Publicado originalmente en Ctxt.
En el artículo anterior analizamos la esfera vinculada a las relaciones afectivas y sexuales hablando de artistas del ligue, ‘incels’, ‘no fuckers’ y otras especies antifeministas. El hilo que conecta estas tendencias con el culto al cuerpo –gymbro– y el inversor popular –criptobro– es la apelación general al desarrollo individual; el emprendedurismo de sí mismo explota en las redes.
Una de las explicaciones más recurrentes del auge de las extremas derechas a nivel mundial apunta al incremento de la precarización vital derivado del aumento de la concentración de riqueza y de sus poderes concomitantes, tras cuarenta años de neoliberalismo. Ya existen investigaciones que relacionan el aumento de la precariedad entre los jóvenes con la reacción antifeminista, como este estudio de Javier Carbonell. En la manosfera, los sentimientos de inseguridad, fracaso o impotencia encuentran explicación y una dirección política en sentido reaccionario.
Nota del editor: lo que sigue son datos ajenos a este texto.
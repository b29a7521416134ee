//! SQL 模板存储
//!
//! 文件布局：`<root>/<seg>/.../<file>.<ext>`，查询 ID 的最后一段是文件中的查询名。
//! 一个文件内可以有多条查询，每条以 `-- name: <查询名>` 开头：
//!
//! ```sql
//! -- name: query_sensor_location_by_id
//! SELECT id, name FROM sensor_location WHERE id = :id
//! {{#if pageSize}} LIMIT {{pageSize}} OFFSET {{page_offset pageNum pageSize}}{{/if}}
//! ```

use std::collections::HashMap;
use std::path::{Path, PathBuf};

use super::QueryId;
use crate::error::{DbHelperError, Result};

const NAME_MARKER: &str = "-- name:";

/// 模板来源：查询 ID -> 模板源码
pub trait TemplateStore: Send + Sync {
    fn load(&self, query_id: &QueryId) -> Result<String>;
}

/// 基于目录的模板存储
#[derive(Debug, Clone)]
pub struct FileTemplateStore {
    root: PathBuf,
    extension: String,
}

impl FileTemplateStore {
    pub fn new(root: impl Into<PathBuf>) -> Self {
        Self {
            root: root.into(),
            extension: "sql".to_string(),
        }
    }

    pub fn with_extension(mut self, extension: impl Into<String>) -> Self {
        self.extension = extension.into();
        self
    }

    pub fn root(&self) -> &Path {
        &self.root
    }

    fn file_path(&self, query_id: &QueryId) -> PathBuf {
        let mut path = self.root.clone();
        for dir in query_id.dirs() {
            path.push(dir);
        }
        path.push(format!("{}.{}", query_id.file(), self.extension));
        path
    }
}

impl TemplateStore for FileTemplateStore {
    fn load(&self, query_id: &QueryId) -> Result<String> {
        let path = self.file_path(query_id);
        let content = match std::fs::read_to_string(&path) {
            Ok(content) => content,
            Err(e) if e.kind() == std::io::ErrorKind::NotFound => {
                return Err(DbHelperError::TemplateNotFound(format!(
                    "{} (file {} does not exist)",
                    query_id,
                    path.display()
                )))
            }
            Err(e) => return Err(e.into()),
        };
        find_block(&content, query_id.name()).ok_or_else(|| {
            DbHelperError::TemplateNotFound(format!(
                "{} (no '{} {}' block in {})",
                query_id,
                NAME_MARKER,
                query_id.name(),
                path.display()
            ))
        })
    }
}

/// 内存模板存储，key 为完整的查询 ID
#[derive(Debug, Clone, Default)]
pub struct MemoryTemplateStore {
    templates: HashMap<String, String>,
}

impl MemoryTemplateStore {
    pub fn new() -> Self {
        Self::default()
    }

    pub fn with_template(mut self, query_id: &str, source: impl Into<String>) -> Self {
        self.templates.insert(query_id.to_string(), source.into());
        self
    }
}

impl TemplateStore for MemoryTemplateStore {
    fn load(&self, query_id: &QueryId) -> Result<String> {
        self.templates
            .get(query_id.as_str())
            .cloned()
            .ok_or_else(|| DbHelperError::TemplateNotFound(query_id.to_string()))
    }
}

/// 从文件内容中取出指定名字的查询块；同名块以第一个为准
fn find_block(content: &str, name: &str) -> Option<String> {
    let mut current: Option<&str> = None;
    let mut lines: Vec<&str> = Vec::new();

    for line in content.lines() {
        if let Some(rest) = line.trim_start().strip_prefix(NAME_MARKER) {
            if current == Some(name) {
                break;
            }
            current = Some(rest.trim());
            continue;
        }
        if current == Some(name) {
            lines.push(line);
        }
    }

    if current == Some(name) {
        Some(lines.join("\n").trim().to_string())
    } else {
        None
    }
}

#[cfg(test)]
mod tests {
    use super::*;

    const FILE: &str = "\
-- name: first
SELECT 1

-- name: second
SELECT *
FROM t
WHERE id = :id
-- name: first
SELECT 'duplicate'
";

    #[test]
    fn test_find_block() {
        assert_eq!(find_block(FILE, "first").as_deref(), Some("SELECT 1"));
        assert_eq!(
            find_block(FILE, "second").as_deref(),
            Some("SELECT *\nFROM t\nWHERE id = :id")
        );
        assert_eq!(find_block(FILE, "third"), None);
    }

    #[test]
    fn test_file_store() {
        let dir = tempfile::tempdir().unwrap();
        std::fs::create_dir_all(dir.path().join("home")).unwrap();
        std::fs::write(dir.path().join("home").join("index.sql"), FILE).unwrap();

        let store = FileTemplateStore::new(dir.path());
        let id = QueryId::parse("home.index.second").unwrap();
        assert!(store.load(&id).unwrap().starts_with("SELECT *"));

        let missing_block = QueryId::parse("home.index.nope").unwrap();
        assert!(matches!(
            store.load(&missing_block),
            Err(DbHelperError::TemplateNotFound(_))
        ));

        let missing_file = QueryId::parse("home.other.first").unwrap();
        assert!(matches!(
            store.load(&missing_file),
            Err(DbHelperError::TemplateNotFound(_))
        ));
    }

    #[test]
    fn test_custom_extension() {
        let dir = tempfile::tempdir().unwrap();
        std::fs::write(dir.path().join("report.tpl"), "-- name: all\nSELECT 2").unwrap();
        let store = FileTemplateStore::new(dir.path()).with_extension("tpl");
        let id = QueryId::parse("report.all").unwrap();
        assert_eq!(store.load(&id).unwrap(), "SELECT 2");
    }

    #[test]
    fn test_memory_store() {
        let store = MemoryTemplateStore::new().with_template("a.b.c", "SELECT 1");
        assert_eq!(
            store.load(&QueryId::parse("a.b.c").unwrap()).unwrap(),
            "SELECT 1"
        );
        assert!(store.load(&QueryId::parse("a.b.d").unwrap()).is_err());
    }
}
La precarización estructural y las promesas truncadas pueden ser una carretera hacia la hecatombe emocional
Es cierto que los jóvenes se enfrentan a una ausencia de certezas vitales mayor que en generaciones anteriores: sin perspectivas laborales estables, con dificultades para independizarse por la crisis de vivienda y condenados a una minoría de edad casi eterna –la edad de emancipación es de 30,4 años–. A lo que tienen que sumar el peso psicológico de la catástrofe climática. Paradójicamente, sus expectativas de consumo son muy altas en un mundo en el que casi todo está en venta. Ya hay más productos diferentes que especies diversas. Y, pese a que una parte de la población esté excluida de esta orgía consumista, la lógica del deseo sigue operando como una fuerza central: comprar objetos tiene una dimensión identitaria y aspiracional, sirve para construirse y representarse ante el mundo. De modo que aumenta la distancia entre los que acceden a ese casi todo y los que tendrán que conformarse con lo que se pueda.
En este contexto, esta precarización estructural y las promesas truncadas pueden ser una carretera hacia la hecatombe emocional que los hace más dependientes del éxito en redes. También de los mensajes que circulan en la manosfera, donde la hipermasculinidad emerge como respuesta compensatoria, prometiendo recuperar control sobre la propia vida a través de la transformación corporal –gymbros– y del éxito económico a partir de la especulación –criptobros–. “La jerarquía, eso que llamamos patriarcado, está basada en la competencia, sé responsable y ocupa tu posición en ella”, dice Jordan B. Peterson, uno de los famosos filósofos del antifeminismo que insta a los varones a ser combativos “como las langostas”.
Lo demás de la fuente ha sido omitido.